Dear colleagues!
I plan to check cytokine production by my WT and KO Tregs following activation, particularly, IL10 and TGFb (TGFb1 or LAP, exactly) as these are reported to be the major immunoregulatory cytokines. My question is: how to detect TGFb and IL10 from Tregs? I`ve spent some time trying to catch them and always fail to get stable or conclusive results. These cytokines are quite tricky and Tregs are also tricky cells, so I need some advice.
Initially, I planned to use standard intracellular staining protocol - get total CD4 T-cells, then stimulate with PMA/Ionomycin and BfA for 6 hours.
Alternatively, stimulate total T-cells with DynaBeads overnight, then re-stimulate with PMA/Ionomycin and BfA for 4-6 hours and check the cytokines.
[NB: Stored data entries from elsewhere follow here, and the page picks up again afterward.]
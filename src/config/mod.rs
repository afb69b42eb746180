//! Effective-configuration resolution for instance creation.
//!
//! Three layers feed the parameters of a create: the global config map in
//! the state document, an optional named template, and per-invocation
//! overrides from command-line flags. Later layers win key by key. The
//! result is a fully typed [`EffectiveCreate`] with every required value
//! present, or a [`ConfigError`] naming the first missing key.

use std::time::Duration;

use serde_json::{Map, Value};
use thiserror::Error;

use crate::state::StateDocument;

/// Errors raised while resolving or coercing configuration values.
#[derive(Debug, Error)]
pub enum ConfigError {
    /// A required create parameter is absent from every layer.
    #[error(
        "missing required config value `{0}`; set it with `skiff config set {0} <value>` or pass the matching flag"
    )]
    MissingKey(String),
    /// A config value has the wrong JSON type for its key.
    #[error("config value `{key}` has the wrong type: expected {expected}")]
    WrongType {
        /// The offending key.
        key: String,
        /// Expected JSON type, for the error message.
        expected: &'static str,
    },
    /// The named template does not exist in the state document.
    #[error("template `{0}` not found")]
    UnknownTemplate(String),
}

/// A region identifier, normalized from a zone-style id when necessary.
#[derive(Clone, Debug, Eq, PartialEq)]
pub struct ResolvedRegion {
    /// The normalized region id used for API calls.
    pub region_id: String,
    /// Present when the input looked like a zone id and was rewritten.
    pub warning: Option<String>,
}

/// Normalizes a region id, accepting zone-style ids by trimming the zone
/// suffix. `ap-northeast-1c` becomes `ap-northeast-1`; `cn-hangzhou-i`
/// becomes `cn-hangzhou`; a plain region id passes through untouched.
#[must_use]
pub fn normalize_region_id(raw: &str) -> ResolvedRegion {
    let trimmed = raw.trim();
    let normalized = strip_zone_suffix(trimmed);
    let warning = (normalized != trimmed).then(|| {
        format!("`{trimmed}` looks like a zone id; using region `{normalized}` for API calls")
    });
    ResolvedRegion {
        region_id: normalized.to_owned(),
        warning,
    }
}

/// `<region>-<n><letter>` zone form, e.g. `ap-northeast-1c`.
fn ends_with_digit_then_letter(value: &str) -> bool {
    let mut chars = value.chars().rev();
    matches!(
        (chars.next(), chars.next()),
        (Some(last), Some(prev)) if last.is_ascii_lowercase() && prev.is_ascii_digit()
    )
}

fn strip_zone_suffix(value: &str) -> &str {
    if ends_with_digit_then_letter(value) {
        return value.trim_end_matches(|ch: char| ch.is_ascii_lowercase());
    }
    // Single-letter final segment, e.g. `cn-hangzhou-i`.
    if let Some((head, tail)) = value.rsplit_once('-')
        && tail.len() == 1
        && tail.chars().all(|ch| ch.is_ascii_lowercase())
        && !head.is_empty()
    {
        return head;
    }
    value
}

/// Parses a CLI-supplied string into the most specific JSON value: `true`,
/// `false`, `null`, integers, floats, and inline JSON objects or arrays are
/// recognized, everything else stays a string. Numbers with leading zeros
/// such as `007` stay strings so identifiers are not mangled.
#[must_use]
pub fn coerce_value(raw: &str) -> Value {
    let trimmed = raw.trim();
    match trimmed {
        "true" => return Value::Bool(true),
        "false" => return Value::Bool(false),
        "null" => return Value::Null,
        _ => {}
    }
    if looks_like_plain_number(trimmed)
        && let Ok(parsed) = serde_json::from_str::<Value>(trimmed)
        && parsed.is_number()
    {
        return parsed;
    }
    if (trimmed.starts_with('{') || trimmed.starts_with('['))
        && let Ok(parsed) = serde_json::from_str::<Value>(trimmed)
    {
        return parsed;
    }
    Value::String(raw.to_owned())
}

fn looks_like_plain_number(value: &str) -> bool {
    let digits = value.strip_prefix('-').unwrap_or(value);
    if digits.is_empty() || !digits.chars().next().is_some_and(|ch| ch.is_ascii_digit()) {
        return false;
    }
    // A leading zero marks an identifier, not a number ("007", "0123-id").
    if digits.len() > 1 && digits.starts_with('0') && !digits.starts_with("0.") {
        return false;
    }
    digits.chars().all(|ch| ch.is_ascii_digit() || ch == '.')
}

/// Per-invocation create overrides, the highest-precedence config layer.
/// Every field is optional; `None` defers to the template and global layers.
#[derive(Clone, Debug, Default)]
pub struct CreateOverrides {
    /// Region or zone id; zone ids are normalized with a warning.
    pub region_id: Option<String>,
    /// Image id.
    pub image_id: Option<String>,
    /// Commercial instance type.
    pub instance_type: Option<String>,
    /// Security group id.
    pub security_group_id: Option<String>,
    /// VSwitch id.
    pub v_switch_id: Option<String>,
    /// Key pair name.
    pub key_pair_name: Option<String>,
    /// Explicit OS hostname; wins over `set_hostname_to_session`.
    pub hostname: Option<String>,
    /// System disk category; when set, disables the fallback retry chain.
    pub system_disk_category: Option<String>,
    /// System disk size in GB.
    pub system_disk_size: Option<i64>,
    /// ESSD performance level.
    pub system_disk_performance_level: Option<String>,
    /// Whether to allocate a public IP after the instance starts.
    pub allocate_public_ip: Option<bool>,
    /// Outbound bandwidth cap in Mbps.
    pub internet_max_bandwidth_out: Option<i64>,
    /// Spot strategy (`NoSpot`, `SpotAsPriceGo`, `SpotWithPriceLimit`).
    pub spot_strategy: Option<String>,
    /// Spot price ceiling; required by `SpotWithPriceLimit`.
    pub spot_price_limit: Option<f64>,
    /// SSH login user recorded on the session.
    pub ssh_user: Option<String>,
    /// Overall lifecycle timeout in seconds.
    pub timeout_seconds: Option<u64>,
    /// Status poll interval in seconds.
    pub poll_interval_seconds: Option<u64>,
}

/// Fully resolved create parameters after layering and validation.
#[derive(Clone, Debug)]
pub struct EffectiveCreate {
    /// Normalized region for all API calls.
    pub region_id: String,
    /// Image id.
    pub image_id: String,
    /// Commercial instance type.
    pub instance_type: String,
    /// Security group id.
    pub security_group_id: String,
    /// VSwitch id.
    pub v_switch_id: String,
    /// Key pair name.
    pub key_pair_name: String,
    /// OS hostname to request, if any.
    pub hostname: Option<String>,
    /// System disk category; `None` defers to the provider default.
    pub system_disk_category: Option<String>,
    /// Whether the category was pinned explicitly (disables fallbacks).
    pub disk_category_pinned: bool,
    /// Ordered categories retried when the provider rejects the default.
    pub disk_category_fallbacks: Vec<String>,
    /// System disk size in GB.
    pub system_disk_size: Option<i64>,
    /// ESSD performance level.
    pub system_disk_performance_level: Option<String>,
    /// Whether to allocate a public IP after start.
    pub allocate_public_ip: bool,
    /// Billing mode for public traffic.
    pub internet_charge_type: String,
    /// Outbound bandwidth cap in Mbps.
    pub internet_max_bandwidth_out: Option<i64>,
    /// Spot strategy, when set.
    pub spot_strategy: Option<String>,
    /// Spot price ceiling.
    pub spot_price_limit: Option<f64>,
    /// Spot protection duration in hours.
    pub spot_duration: Option<i64>,
    /// Behavior on spot interruption.
    pub spot_interruption_behavior: Option<String>,
    /// SSH login user recorded on the session.
    pub ssh_user: String,
    /// Overall lifecycle timeout.
    pub timeout: Duration,
    /// Status poll interval.
    pub poll_interval: Duration,
    /// Non-fatal notes gathered during resolution (zone rewrites and the
    /// like), for the caller to surface.
    pub warnings: Vec<String>,
}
Results: FoxP3 is lost, no IL10, no TGFb1. However, sometimes I got some TGFb1+ cells, but it was not reproducible.
I tried to activate sorted Tregs for 3 days (plate-bound aCD3/aCD28 + IL2) and stimulate with PMA/Ionomycin and BfA for 6 hours and then again test intracellular cytokine expression. Cells survive and proliferate, but again I can`t get conclusive results. The best I got is just a shift in the fluorescence pattern of TGFb1, but again no IL10+ Tregs.
This protocol yields TNFa and IL2 expression in conventional CD4 T-cells stimulated in parallel, so it actually works.
There is an alternative - ELISA of culture medium, which I haven`t tried yet. It requires to change the culture medium for TGFb1 detection and makes the protocol more complicated.
Is it reasonable to optimize the stimulation conditions for intracellular staining (prolong/shorten aCD3 treatment, prolong PMA+BfA incubation, try some other factors, like IL35) or it`s better to use ELISA directly? Has anybody worked on it?